//! The validated patient record.

use std::fmt;
use std::str::FromStr;

use chrono::NaiveDate;
use serde::{Deserialize, Serialize};

use crate::audit::SharedAuditTrail;
use crate::document::DocumentType;
use crate::error::{PatientError, Result, UnknownFieldError, ValidationError};
use crate::normalize::{
    normalize_birth_date, normalize_document_id, normalize_document_type, normalize_name,
    normalize_phone,
};

/// Username used in audit lines before both names are known.
pub const NEW_USER: &str = "New User";

/// Number of columns in a stored record.
pub const FIELD_COUNT: usize = 6;

/// Fields of a patient record, in storage column order.
#[derive(Debug, Clone, Copy, PartialEq, Eq, Hash, Serialize, Deserialize)]
#[serde(rename_all = "snake_case")]
pub enum PatientField {
    FirstName,
    LastName,
    BirthDate,
    Phone,
    DocumentType,
    DocumentId,
}

impl PatientField {
    /// All fields in storage column order.
    pub const ALL: [Self; FIELD_COUNT] = [
        Self::FirstName,
        Self::LastName,
        Self::BirthDate,
        Self::Phone,
        Self::DocumentType,
        Self::DocumentId,
    ];

    #[must_use]
    pub const fn name(&self) -> &'static str {
        match self {
            Self::FirstName => "first_name",
            Self::LastName => "last_name",
            Self::BirthDate => "birth_date",
            Self::Phone => "phone",
            Self::DocumentType => "document_type",
            Self::DocumentId => "document_id",
        }
    }

    /// Human-readable label used in record summaries.
    #[must_use]
    pub const fn label(&self) -> &'static str {
        match self {
            Self::FirstName => "First name",
            Self::LastName => "Last name",
            Self::BirthDate => "Birth date",
            Self::Phone => "Phone",
            Self::DocumentType => "Document type",
            Self::DocumentId => "Document id",
        }
    }
}

impl fmt::Display for PatientField {
    fn fmt(&self, f: &mut fmt::Formatter<'_>) -> fmt::Result {
        f.write_str(self.name())
    }
}

impl FromStr for PatientField {
    type Err = UnknownFieldError;

    fn from_str(s: &str) -> std::result::Result<Self, Self::Err> {
        Self::ALL
            .into_iter()
            .find(|field| field.name() == s)
            .ok_or_else(|| UnknownFieldError(s.to_string()))
    }
}

/// A patient whose fields are always in normalized form.
///
/// Names are write-once. The other fields change only through validating
/// setters that leave the record untouched on failure. Every creation and
/// change is written to the shared audit trail.
///
/// Changing the document type does not re-check the stored document id, so a
/// record may hold an id validated against its previous type.
#[derive(Clone, Serialize)]
pub struct PatientRecord {
    first_name: String,
    last_name: String,
    birth_date: NaiveDate,
    phone: String,
    document_type: DocumentType,
    document_id: String,
    #[serde(skip)]
    audit: SharedAuditTrail,
}

impl PatientRecord {
    /// Validate six raw fields and build a record.
    ///
    /// Fields are checked in column order; the document id is checked
    /// against the already normalized document type. The first failure is
    /// audited and returned.
    pub fn new(
        audit: SharedAuditTrail,
        first_name: &str,
        last_name: &str,
        birth_date: &str,
        phone: &str,
        document_type: &str,
        document_id: &str,
    ) -> Result<Self> {
        let first_name = audited(
            &audit,
            NEW_USER,
            PatientField::FirstName,
            first_name,
            normalize_name(first_name),
        )?;
        let last_name = audited(
            &audit,
            NEW_USER,
            PatientField::LastName,
            last_name,
            normalize_name(last_name),
        )?;
        let username = username_of(&first_name, &last_name);
        let birth_date = audited(
            &audit,
            &username,
            PatientField::BirthDate,
            birth_date,
            normalize_birth_date(birth_date),
        )?;
        let phone = audited(
            &audit,
            &username,
            PatientField::Phone,
            phone,
            normalize_phone(phone),
        )?;
        let document_type = audited(
            &audit,
            &username,
            PatientField::DocumentType,
            document_type,
            normalize_document_type(document_type),
        )?;
        let document_id = audited(
            &audit,
            &username,
            PatientField::DocumentId,
            document_id,
            normalize_document_id(document_id, document_type),
        )?;

        audit.info(&format!("patient created: {username}"));
        tracing::debug!("patient record created");

        Ok(Self {
            first_name,
            last_name,
            birth_date,
            phone,
            document_type,
            document_id,
            audit,
        })
    }

    /// Rebuild a record from stored cells with full validation.
    ///
    /// A missing cell fails with [`PatientError::WrongType`], a row with
    /// more cells than fields with [`PatientError::RowLength`].
    pub fn from_row(audit: SharedAuditTrail, cells: &[Option<&str>]) -> Result<Self> {
        if cells.len() > FIELD_COUNT {
            audit.error(&format!(
                "row has {} values, expected {FIELD_COUNT}: {NEW_USER}",
                cells.len()
            ));
            return Err(PatientError::RowLength {
                expected: FIELD_COUNT,
                actual: cells.len(),
            });
        }
        let mut values = [""; FIELD_COUNT];
        for (index, field) in PatientField::ALL.into_iter().enumerate() {
            match cells.get(index).copied().flatten() {
                Some(value) => values[index] = value,
                None => {
                    audit.error(&format!("missing {field} value: {NEW_USER}"));
                    return Err(PatientError::WrongType { field });
                }
            }
        }
        let [first_name, last_name, birth_date, phone, document_type, document_id] = values;
        Self::new(
            audit,
            first_name,
            last_name,
            birth_date,
            phone,
            document_type,
            document_id,
        )
    }

    /// Normalized values in storage column order.
    pub fn to_row(&self) -> [String; FIELD_COUNT] {
        PatientField::ALL.map(|field| self.field(field))
    }

    pub fn first_name(&self) -> &str {
        &self.first_name
    }

    pub fn last_name(&self) -> &str {
        &self.last_name
    }

    pub fn birth_date(&self) -> NaiveDate {
        self.birth_date
    }

    /// Birth date as `YYYY-MM-DD`.
    pub fn birth_date_iso(&self) -> String {
        self.birth_date.format("%Y-%m-%d").to_string()
    }

    pub fn phone(&self) -> &str {
        &self.phone
    }

    pub fn document_type(&self) -> DocumentType {
        self.document_type
    }

    pub fn document_id(&self) -> &str {
        &self.document_id
    }

    /// `User <First> <Last>`, as written to the audit trail.
    pub fn username(&self) -> String {
        username_of(&self.first_name, &self.last_name)
    }

    /// The audit trail this record writes to.
    pub fn audit(&self) -> &SharedAuditTrail {
        &self.audit
    }

    /// Normalized value of a field as text.
    pub fn field(&self, field: PatientField) -> String {
        match field {
            PatientField::FirstName => self.first_name.clone(),
            PatientField::LastName => self.last_name.clone(),
            PatientField::BirthDate => self.birth_date_iso(),
            PatientField::Phone => self.phone.clone(),
            PatientField::DocumentType => self.document_type.label().to_string(),
            PatientField::DocumentId => self.document_id.clone(),
        }
    }

    /// Value of a field looked up by name; `None` for unknown names.
    pub fn field_by_name(&self, name: &str) -> Option<String> {
        name.parse::<PatientField>()
            .ok()
            .map(|field| self.field(field))
    }

    /// Whether `name` is a patient record field.
    pub fn has_field(&self, name: &str) -> bool {
        name.parse::<PatientField>().is_ok()
    }

    /// Always fails: the first name is write-once.
    pub fn set_first_name(&mut self, _first_name: &str) -> Result<()> {
        Err(self.reject_immutable(PatientField::FirstName))
    }

    /// Always fails: the last name is write-once.
    pub fn set_last_name(&mut self, _last_name: &str) -> Result<()> {
        Err(self.reject_immutable(PatientField::LastName))
    }

    pub fn set_birth_date(&mut self, raw: &str) -> Result<()> {
        let birth_date = self.checked(PatientField::BirthDate, raw, normalize_birth_date(raw))?;
        self.birth_date = birth_date;
        self.changed(PatientField::BirthDate);
        Ok(())
    }

    pub fn set_phone(&mut self, raw: &str) -> Result<()> {
        let phone = self.checked(PatientField::Phone, raw, normalize_phone(raw))?;
        self.phone = phone;
        self.changed(PatientField::Phone);
        Ok(())
    }

    /// Replace the document type. The stored document id is kept as is.
    pub fn set_document_type(&mut self, raw: &str) -> Result<()> {
        let document_type =
            self.checked(PatientField::DocumentType, raw, normalize_document_type(raw))?;
        self.document_type = document_type;
        self.changed(PatientField::DocumentType);
        Ok(())
    }

    /// Replace the document id, checked against the current document type.
    pub fn set_document_id(&mut self, raw: &str) -> Result<()> {
        let document_id = self.checked(
            PatientField::DocumentId,
            raw,
            normalize_document_id(raw, self.document_type),
        )?;
        self.document_id = document_id;
        self.changed(PatientField::DocumentId);
        Ok(())
    }

    fn checked<T>(
        &self,
        field: PatientField,
        raw: &str,
        result: std::result::Result<T, ValidationError>,
    ) -> Result<T> {
        audited(&self.audit, &self.username(), field, raw, result)
    }

    fn changed(&self, field: PatientField) {
        self.audit
            .info(&format!("{field} changed: {}", self.username()));
        tracing::debug!(%field, "patient field updated");
    }

    fn reject_immutable(&self, field: PatientField) -> PatientError {
        self.audit
            .error(&format!("attempt to change {field}: {}", self.username()));
        tracing::warn!(%field, "rejected change of write-once field");
        PatientError::ImmutableField { field }
    }
}

fn username_of(first_name: &str, last_name: &str) -> String {
    if first_name.is_empty() || last_name.is_empty() {
        NEW_USER.to_string()
    } else {
        format!("User {first_name} {last_name}")
    }
}

/// Audit a rejected value before surfacing it as a [`PatientError`].
fn audited<T>(
    audit: &SharedAuditTrail,
    username: &str,
    field: PatientField,
    raw: &str,
    result: std::result::Result<T, ValidationError>,
) -> Result<T> {
    result.map_err(|source| {
        audit.error(&format!("rejected {field} '{raw}' ({source}): {username}"));
        tracing::warn!(%field, "rejected patient field value");
        PatientError::validation(field, source)
    })
}

impl fmt::Debug for PatientRecord {
    fn fmt(&self, f: &mut fmt::Formatter<'_>) -> fmt::Result {
        f.debug_struct("PatientRecord")
            .field("first_name", &self.first_name)
            .field("last_name", &self.last_name)
            .field("birth_date", &self.birth_date)
            .field("phone", &self.phone)
            .field("document_type", &self.document_type)
            .field("document_id", &self.document_id)
            .finish_non_exhaustive()
    }
}

impl PartialEq for PatientRecord {
    fn eq(&self, other: &Self) -> bool {
        self.to_row() == other.to_row()
    }
}

impl Eq for PatientRecord {}

impl fmt::Display for PatientRecord {
    fn fmt(&self, f: &mut fmt::Formatter<'_>) -> fmt::Result {
        for field in PatientField::ALL {
            writeln!(f, "{}: {}", field.label(), self.field(field))?;
        }
        Ok(())
    }
}
//! Integration tests for the patient file collection.

use std::fs;
use std::path::{Path, PathBuf};
use std::sync::Arc;

use patient_model::{AuditChannel, MemoryAuditTrail, PatientError, PatientField, PatientRecord};
use patient_store::{PatientFileCollection, PersistRecord, StoreError};
use tempfile::TempDir;

const PATIENTS: [[&str; 6]; 5] = [
    ["Ivan", "Petrov", "1990-01-01", "9001234567", "паспорт", "4506123456"],
    ["Anna", "Smirnova", "14.05.1985", "89007654321", "Заграничный паспорт", "123456789"],
    ["Oleg", "Sidorov", "2000-12-31", "+7 912 000 11 22", "водительское удостоверение", "7700123456"],
    ["Maria", "Ivanova", "1975-07-07", "9110002233", "паспорт", "4000111222"],
    ["Pavel", "Orlov", "01 02 1960", "9220003344", "паспорт", "4111222333"],
];

fn empty_file(dir: &TempDir) -> PathBuf {
    let path = dir.path().join("patients.csv");
    fs::write(&path, "").expect("create backing file");
    path
}

fn persist_all(path: &Path, trail: &Arc<MemoryAuditTrail>, rows: &[[&str; 6]]) {
    for [first, last, birth, phone, doc_type, doc_id] in rows {
        PatientRecord::new(trail.clone(), first, last, birth, phone, doc_type, doc_id)
            .expect("valid record")
            .persist(path)
            .expect("persist record");
    }
}

#[test]
fn open_missing_file_is_not_found() {
    let dir = TempDir::new().unwrap();
    let path = dir.path().join("missing.csv");
    let result = PatientFileCollection::open(&path, Arc::new(MemoryAuditTrail::new()));
    assert!(matches!(result, Err(StoreError::NotFound { path: p }) if p == path));
}

#[test]
fn open_directory_is_not_found() {
    let dir = TempDir::new().unwrap();
    let result = PatientFileCollection::open(dir.path(), Arc::new(MemoryAuditTrail::new()));
    assert!(matches!(result, Err(StoreError::NotFound { .. })));
}

#[test]
fn empty_file_yields_nothing() {
    let dir = TempDir::new().unwrap();
    let path = empty_file(&dir);
    let collection = PatientFileCollection::open(&path, Arc::new(MemoryAuditTrail::new())).unwrap();

    assert_eq!(collection.iter().count(), 0);
    assert_eq!(collection.limit(3).count(), 0);
    assert_eq!(collection.row_count().unwrap(), 0);
}

#[test]
fn persist_then_iterate_round_trips() {
    let dir = TempDir::new().unwrap();
    let path = empty_file(&dir);
    let trail = Arc::new(MemoryAuditTrail::new());
    let patient = PatientRecord::new(
        trail.clone(),
        "anna",
        "smirnova",
        "14.05.1985",
        "+7 (900) 765-43-21",
        "ЗАГРАНИЧНЫЙ ПАСПОРТ",
        "12 3456789",
    )
    .unwrap();

    let collection = PatientFileCollection::open(&path, trail.clone()).unwrap();
    collection.persist(&patient).unwrap();

    let stored: Vec<PatientRecord> = collection.iter().map(Result::unwrap).collect();
    assert_eq!(stored.len(), 1);
    assert_eq!(stored[0], patient);
    assert_eq!(stored[0].to_row(), patient.to_row());

    let content = fs::read_to_string(&path).unwrap();
    assert_eq!(
        content,
        "Anna,Smirnova,1985-05-14,9007654321,заграничный паспорт,123456789\n"
    );
    assert!(
        trail
            .messages(AuditChannel::Info)
            .contains(&"saved to csv: User Anna Smirnova".to_string())
    );
}

#[test]
fn persist_creates_missing_file_and_appends_duplicates() {
    let dir = TempDir::new().unwrap();
    let path = dir.path().join("new.csv");
    let trail = Arc::new(MemoryAuditTrail::new());
    persist_all(&path, &trail, &PATIENTS[..1]);
    persist_all(&path, &trail, &PATIENTS[..1]);

    let collection = PatientFileCollection::open(&path, trail).unwrap();
    assert_eq!(collection.row_count().unwrap(), 2);
    let stored: Vec<_> = collection.iter().map(Result::unwrap).collect();
    assert_eq!(stored[0], stored[1]);
}

#[test]
fn iteration_follows_file_order() {
    let dir = TempDir::new().unwrap();
    let path = empty_file(&dir);
    let trail = Arc::new(MemoryAuditTrail::new());
    persist_all(&path, &trail, &PATIENTS);

    let collection = PatientFileCollection::open(&path, trail).unwrap();
    let names: Vec<String> = collection
        .iter()
        .map(|record| record.unwrap().first_name().to_string())
        .collect();
    assert_eq!(names, vec!["Ivan", "Anna", "Oleg", "Maria", "Pavel"]);
}

#[test]
fn limit_bounds_iteration() {
    let dir = TempDir::new().unwrap();
    let path = empty_file(&dir);
    let trail = Arc::new(MemoryAuditTrail::new());
    persist_all(&path, &trail, &PATIENTS);
    let collection = PatientFileCollection::open(&path, trail).unwrap();

    let first_two: Vec<String> = collection
        .limit(2)
        .map(|record| record.unwrap().last_name().to_string())
        .collect();
    assert_eq!(first_two, vec!["Petrov", "Smirnova"]);

    assert_eq!(collection.limit(10).count(), 5);
    assert_eq!(collection.limit(0).count(), 0);
}

#[test]
fn each_iteration_starts_over() {
    let dir = TempDir::new().unwrap();
    let path = empty_file(&dir);
    let trail = Arc::new(MemoryAuditTrail::new());
    persist_all(&path, &trail, &PATIENTS[..3]);
    let collection = PatientFileCollection::open(&path, trail).unwrap();

    let mut iter = collection.iter();
    assert_eq!(iter.by_ref().count(), 3);
    assert_eq!(iter.position(), 3);
    assert!(iter.next().is_none());

    assert_eq!((&collection).into_iter().count(), 3);
}

#[test]
fn rows_appended_during_iteration_are_seen() {
    let dir = TempDir::new().unwrap();
    let path = empty_file(&dir);
    let trail = Arc::new(MemoryAuditTrail::new());
    persist_all(&path, &trail, &PATIENTS[..1]);
    let collection = PatientFileCollection::open(&path, trail.clone()).unwrap();

    let mut iter = collection.iter();
    assert!(iter.next().is_some());
    persist_all(&path, &trail, &PATIENTS[1..2]);
    let second = iter.next().expect("appended row").unwrap();
    assert_eq!(second.first_name(), "Anna");
    assert!(iter.next().is_none());
}

#[test]
fn invalid_rows_are_reported_and_skipped() {
    let dir = TempDir::new().unwrap();
    let path = dir.path().join("patients.csv");
    fs::write(
        &path,
        "Ivan,Petrov,1990-01-01,9001234567,паспорт,4506123456\n\
         Ivan,Petrov,1990-01-01,,паспорт,4506123456\n\
         Anna,Sm1rnova,1985-05-14,9007654321,паспорт,4506123456\n\
         Maria,Ivanova,1975-07-07,9110002233,паспорт,4000111222\n",
    )
    .unwrap();
    let trail = Arc::new(MemoryAuditTrail::new());
    let collection = PatientFileCollection::open(&path, trail.clone()).unwrap();

    let results: Vec<_> = collection.iter().collect();
    assert_eq!(results.len(), 4);
    assert!(results[0].is_ok());
    assert!(matches!(
        &results[1],
        Err(StoreError::Record {
            row: 1,
            source: PatientError::WrongType {
                field: PatientField::Phone
            },
            ..
        })
    ));
    assert!(matches!(
        &results[2],
        Err(StoreError::Record {
            row: 2,
            source: PatientError::Validation {
                field: PatientField::LastName,
                ..
            },
            ..
        })
    ));
    assert_eq!(results[3].as_ref().unwrap().first_name(), "Maria");
    assert_eq!(trail.messages(AuditChannel::Error).len(), 2);
}

#[test]
fn leading_zeros_in_ids_survive_storage() {
    let dir = TempDir::new().unwrap();
    let path = empty_file(&dir);
    let trail = Arc::new(MemoryAuditTrail::new());
    persist_all(
        &path,
        &trail,
        &[["Ivan", "Petrov", "1990-01-01", "0001234567", "паспорт", "0006123456"]],
    );
    let collection = PatientFileCollection::open(&path, trail).unwrap();
    let stored = collection.iter().next().unwrap().unwrap();
    assert_eq!(stored.phone(), "0001234567");
    assert_eq!(stored.document_id(), "0006123456");
}

#[test]
fn rows_with_extra_cells_are_rejected() {
    let dir = TempDir::new().unwrap();
    let path = dir.path().join("patients.csv");
    fs::write(
        &path,
        "Ivan,Petrov,1990-01-01,9001234567,паспорт,4506123456,EXTRA,junk\n\
         Maria,Ivanova,1975-07-07,9110002233,паспорт,4000111222\n",
    )
    .unwrap();
    let collection = PatientFileCollection::open(&path, Arc::new(MemoryAuditTrail::new())).unwrap();

    let results: Vec<_> = collection.iter().collect();
    assert_eq!(results.len(), 2);
    assert!(matches!(
        &results[0],
        Err(StoreError::Record {
            row: 0,
            source: PatientError::RowLength {
                expected: 6,
                actual: 8
            },
            ..
        })
    ));
    assert_eq!(results[1].as_ref().unwrap().first_name(), "Maria");
}

#[test]
fn empty_name_is_stored_but_not_read_back() {
    let dir = TempDir::new().unwrap();
    let path = empty_file(&dir);
    let trail = Arc::new(MemoryAuditTrail::new());
    persist_all(
        &path,
        &trail,
        &[["", "Petrov", "1990-01-01", "9001234567", "паспорт", "4506123456"]],
    );
    assert_eq!(
        fs::read_to_string(&path).unwrap(),
        ",Petrov,1990-01-01,9001234567,паспорт,4506123456\n"
    );

    let collection = PatientFileCollection::open(&path, trail).unwrap();
    let results: Vec<_> = collection.iter().collect();
    assert_eq!(results.len(), 1);
    assert!(matches!(
        &results[0],
        Err(StoreError::Record {
            source: PatientError::WrongType {
                field: PatientField::FirstName
            },
            ..
        })
    ));
}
--*--
_What is being asked:_
Where does the string "fails" appear in the records above? Show every line that holds it.

_Written answer:_
    /// A missing cell fails with [`PatientError::WrongType`], a row with
    /// Always fails: the first name is write-once.
    /// Always fails: the last name is write-once.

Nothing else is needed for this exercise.